* [WHAT IS EXPECTED]: Please print only the top portion of the entries below, ending with the line that contains "stable, and should", exactly as written.

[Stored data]
impl<D: AppData, R: AppDataResponse, N: RaftNetwork<D>, S: RaftStorage<D, R>> Raft<D, R, N, S> {
    /// Create and spawn a new Raft task.
    ///
    /// ### `id`
    /// The ID which the spawned Raft task will use to identify itself within the cluster.
    /// Applications must guarantee that the ID provided to this function is stable, and should
    /// be persisted in a well known location, probably alongside the Raft log and the
    /// application's state machine. This ensures that restarts of the node will yield the same
    /// ID every time.
    ///
    /// ### `config`
    /// Raft's runtime config. See the docs on the `Config` object for more details.
    ///
    /// ### `network`
    /// An implementation of the `RaftNetwork` trait which will be used by Raft for sending RPCs
    /// to peer nodes within the cluster. See the docs on the `RaftNetwork` trait for more
    /// details.
    ///
    /// ### `storage`
    /// An implementation of the `RaftStorage` trait which will be used by Raft for data storage.
    /// See the docs on the `RaftStorage` trait for more details.
    #[tracing::instrument(level="trace", skip(config, network, storage), fields(cluster=%config.cluster_name))]
    pub fn new(id: NodeId, config: Arc<Config>, network: Arc<N>, storage: Arc<S>) -> Self {
        let (tx_api, rx_api) = mpsc::unbounded_channel();
        let (tx_metrics, rx_metrics) = watch::channel(RaftMetrics::new_initial(id));
        let (tx_shutdown, rx_shutdown) = oneshot::channel();
        let raft_handle = RaftCore::spawn(id, config, network, storage, rx_api, tx_metrics, rx_shutdown);
        let inner = RaftInner {
            tx_api,
            rx_metrics,
            raft_handle: Mutex::new(Some(raft_handle)),
            tx_shutdown: Mutex::new(Some(tx_shutdown)),
            marker_n: std::marker::PhantomData,
            marker_s: std::marker::PhantomData,
        };
        Self { inner: Arc::new(inner) }
    }

    /// Submit an AppendEntries RPC to this Raft node.
    ///
    /// These RPCs are sent by the cluster leader to replicate log entries (§5.3), and are also
    /// used as heartbeats (§5.2).
    #[tracing::instrument(level = "debug", skip(self, rpc), fields(rpc=%rpc.summary()))]
    pub async fn append_entries(&self, rpc: AppendEntriesRequest<D>) -> Result<AppendEntriesResponse, RaftError> {
        let span = tracing::debug_span!("CH");

        let (tx, rx) = oneshot::channel();

        self.inner
            .tx_api
            .send((RaftMsg::AppendEntries { rpc, tx }, span))
            .map_err(|_| RaftError::ShuttingDown)?;

        rx.await.map_err(|_| RaftError::ShuttingDown).and_then(|res| res)
    }

    /// Submit a VoteRequest (RequestVote in the spec) RPC to this Raft node.
    ///
    /// These RPCs are sent by cluster peers which are in candidate state attempting to gather
    /// votes (§5.2).
    #[tracing::instrument(level = "debug", skip(self))]
    pub async fn vote(&self, rpc: VoteRequest) -> Result<VoteResponse, RaftError> {
        let span = tracing::debug_span!("CH");

        let (tx, rx) = oneshot::channel();
        self.inner
            .tx_api
            .send((RaftMsg::RequestVote { rpc, tx }, span))
            .map_err(|_| RaftError::ShuttingDown)?;

        rx.await.map_err(|_| RaftError::ShuttingDown).and_then(|res| res)
    }

    /// Submit an InstallSnapshot RPC to this Raft node.
    ///
    /// These RPCs are sent by the cluster leader in order to bring a new node or a slow node
    /// up-to-speed with the leader (§7). The receiver persists the snapshot and restores its
    /// state machine from it before replying, so the reply may take a while.
    #[tracing::instrument(level = "debug", skip(self, rpc), fields(snapshot_id=%rpc.meta.last_log_id))]
    pub async fn install_snapshot(&self, rpc: InstallSnapshotRequest) -> Result<InstallSnapshotResponse, RaftError> {
        let span = tracing::debug_span!("CH");

        let (tx, rx) = oneshot::channel();

        self.inner
            .tx_api
            .send((RaftMsg::InstallSnapshot { rpc, tx }, span))
            .map_err(|_| RaftError::ShuttingDown)?;

        rx.await.map_err(|_| RaftError::ShuttingDown).and_then(|res| res)
    }

    /// Submit a TimeoutNow RPC to this Raft node.
    ///
    /// These RPCs are sent by a leader which is transferring its leadership away: the receiving
    /// voter immediately starts an election without waiting for its election timeout.
    #[tracing::instrument(level = "debug", skip(self))]
    pub async fn timeout_now(&self, rpc: TimeoutNowRequest) -> Result<TimeoutNowResponse, RaftError> {
        let span = tracing::debug_span!("CH");

        let (tx, rx) = oneshot::channel();

        self.inner
            .tx_api
            .send((RaftMsg::TimeoutNow { rpc, tx }, span))
            .map_err(|_| RaftError::ShuttingDown)?;

        rx.await.map_err(|_| RaftError::ShuttingDown).and_then(|res| res)
    }

    /// Get the ID of the current leader from this Raft node.
    ///
    /// This method is based on the Raft metrics system which does a good job at staying
    /// up-to-date. This method is perfect for making decisions on where to route client
    /// requests; for a linearizable check, submit a `barrier` to the leader instead.
    #[tracing::instrument(level = "debug", skip(self))]
    pub async fn current_leader(&self) -> Option<NodeId> {
        self.metrics().borrow().current_leader
    }

    /// Submit a mutating client request to Raft to update the state of the system (§5.1).
    ///
    /// It will be appended to the log, committed to the cluster, and then applied to the
    /// application state machine. The result of applying the request to the state machine will
    /// be returned as the response from this method.
    ///
    /// Our goal for Raft is to implement linearizable semantics. If the leader crashes after
    /// committing a log entry but before responding to the client, the client may retry the
    /// command with a new leader, causing it to be executed a second time. As such, clients
    /// should assign unique serial numbers to every command. Then, the state machine should
    /// track the latest serial number processed for each client, along with the associated
    /// response. If it receives a command whose serial number has already been executed, it
    /// responds immediately without reexecuting the request (§8). The
    /// `RaftStorage::apply_to_state_machine` method is the perfect place to implement this.
    #[tracing::instrument(level = "debug", skip(self, rpc))]
    pub async fn client_write(
        &self,
        rpc: ClientWriteRequest<D>,
    ) -> Result<ClientWriteResponse<R>, ClientWriteError<D>> {
        let span = tracing::debug_span!("CH");

        let (tx, rx) = oneshot::channel();

        let res = self.inner.tx_api.send((RaftMsg::ClientWriteRequest { rpc, tx }, span));

        if let Err(e) = res {
            tracing::error!("error when Raft::client_write: send to tx_api: {}", e);
            return Err(ClientWriteError::RaftError(RaftError::ShuttingDown));
        }

        match rx.await {
            Ok(v) => v,
            Err(e) => {
                tracing::error!("error when Raft::client_write: recv from rx: {}", e);
                Err(ClientWriteError::RaftError(RaftError::ShuttingDown))
            }
        }
    }

    /// Append an empty barrier entry, resolving once it is committed and applied.
    ///
    /// A successful barrier guarantees that every entry submitted before it has been committed
    /// and applied to the local state machine, which makes it the building block for
    /// linearizable reads. Returns the barrier entry's log index.
    #[tracing::instrument(level = "debug", skip(self))]
    pub async fn barrier(&self) -> Result<u64, ResponseError> {
        let span = tracing::debug_span!("CH");

        let (tx, rx) = oneshot::channel();
        self.inner
            .tx_api
            .send((RaftMsg::Barrier { tx }, span))
            .map_err(|_| ResponseError::Raft(RaftError::ShuttingDown))?;

        rx.await.map_err(|_| ResponseError::Raft(RaftError::ShuttingDown)).and_then(|res| res)
    }

    /// Add a new server to the cluster configuration, in the spare role (§6).
    ///
    /// The new server starts receiving log entries right away but does not count toward quorum;
    /// promote it with [`Raft::assign_role`] once it has caught up. Resolves with the index of
    /// the configuration entry once that entry is committed. At most one configuration change
    /// may be in flight at a time.
    #[tracing::instrument(level = "debug", skip(self, address), fields(target=id))]
    pub async fn add_server(&self, id: NodeId, address: impl Into<String>) -> Result<u64, ResponseError> {
        let span = tracing::debug_span!("CH");

        let (tx, rx) = oneshot::channel();
        self.inner
            .tx_api
            .send((
                RaftMsg::AddServer {
                    id,
                    address: address.into(),
                    tx,
                },
                span,
            ))
            .map_err(|_| ResponseError::Raft(RaftError::ShuttingDown))?;

        rx.await.map_err(|_| ResponseError::Raft(RaftError::ShuttingDown)).and_then(|res| res)
    }

    /// Assign a new role to a server of the cluster configuration (§6).
    ///
    /// Promotion to voter first brings the target's log up-to-date through bounded catch-up
    /// rounds; the configuration entry is only appended once the target has caught up (or
    /// immediately, for demotions and for targets which are already up-to-date). Resolves with
    /// the index of the configuration entry once that entry is committed.
    #[tracing::instrument(level = "debug", skip(self), fields(target=id))]
    pub async fn assign_role(&self, id: NodeId, role: Role) -> Result<u64, ResponseError> {
        let span = tracing::debug_span!("CH");

        let (tx, rx) = oneshot::channel();
        self.inner
            .tx_api
            .send((RaftMsg::AssignRole { id, role, tx }, span))
            .map_err(|_| ResponseError::Raft(RaftError::ShuttingDown))?;

        rx.await.map_err(|_| ResponseError::Raft(RaftError::ShuttingDown)).and_then(|res| res)
    }

    /// Remove a server from the cluster configuration (§6).
    ///
    /// If the removed server is the current leader, it remains leader until the new
    /// configuration commits and then steps down. Resolves with the index of the configuration
    /// entry once that entry is committed.
    #[tracing::instrument(level = "debug", skip(self), fields(target=id))]
    pub async fn remove_server(&self, id: NodeId) -> Result<u64, ResponseError> {
        let span = tracing::debug_span!("CH");

        let (tx, rx) = oneshot::channel();
        self.inner
            .tx_api
            .send((RaftMsg::RemoveServer { id, tx }, span))
            .map_err(|_| ResponseError::Raft(RaftError::ShuttingDown))?;

        rx.await.map_err(|_| ResponseError::Raft(RaftError::ShuttingDown)).and_then(|res| res)
    }

    /// Transfer leadership to the given voter, or to the most up-to-date voter when `target`
    /// is `0`.
    ///
    /// The leader stops accepting client requests, waits for the target to fully replicate its
    /// log, and then sends it a TimeoutNow RPC forcing an immediate election. Resolves with the
    /// target's ID once this node observes the loss of its own leadership; if the transfer
    /// window (the maximum election timeout) expires first, the transfer is abandoned, normal
    /// operation resumes and the call fails with `TransferError::Timeout`.
    #[tracing::instrument(level = "debug", skip(self))]
    pub async fn transfer_leadership(&self, target: NodeId) -> Result<NodeId, TransferError> {
        let span = tracing::debug_span!("CH");

        let (tx, rx) = oneshot::channel();
        self.inner
            .tx_api
            .send((RaftMsg::TransferLeadership { target, tx }, span))
            .map_err(|_| TransferError::RaftError(RaftError::ShuttingDown))?;

        rx.await.map_err(|_| TransferError::RaftError(RaftError::ShuttingDown)).and_then(|res| res)
    }

    /// Get a handle to the metrics channel.
    pub fn metrics(&self) -> watch::Receiver<RaftMetrics> {
        self.inner.rx_metrics.clone()
    }

    /// Get a handle to wait for the metrics to satisfy some condition.
    ///
    /// ```ignore
    /// # use std::time::Duration;
    /// # use keel_raft::{State, Raft};
    ///
    /// let timeout = Duration::from_millis(200);
    ///
    /// // wait for raft log-3 to be received and applied:
    /// r.wait(Some(timeout)).log(3, "log 3").await?;
    ///
    /// // wait for raft node's current leader to become 3:
    /// r.wait(None).current_leader(3, "leader 3").await?;
    ///
    /// // wait for raft state to become a follower
    /// r.wait(None).state(State::Follower, "follower").await?;
    /// ```
    pub fn wait(&self, timeout: Option<Duration>) -> Wait {
        let timeout = match timeout {
            Some(t) => t,
            None => Duration::from_millis(500),
        };
        Wait {
            timeout,
            rx: self.inner.rx_metrics.clone(),
        }
    }

    /// Shutdown this Raft node.
    pub async fn shutdown(&self) -> anyhow::Result<()> {
        if let Some(tx) = self.inner.tx_shutdown.lock().await.take() {
            let _ = tx.send(());
        }
        if let Some(handle) = self.inner.raft_handle.lock().await.take() {
            let _ = handle.await?;
        }
        Ok(())
    }
}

* [PROBLEM SOLUTION]:
impl<D: AppData, R: AppDataResponse, N: RaftNetwork<D>, S: RaftStorage<D, R>> Raft<D, R, N, S> {
    /// Create and spawn a new Raft task.
    ///
    /// ### `id`
    /// The ID which the spawned Raft task will use to identify itself within the cluster.
    /// Applications must guarantee that the ID provided to this function is stable, and should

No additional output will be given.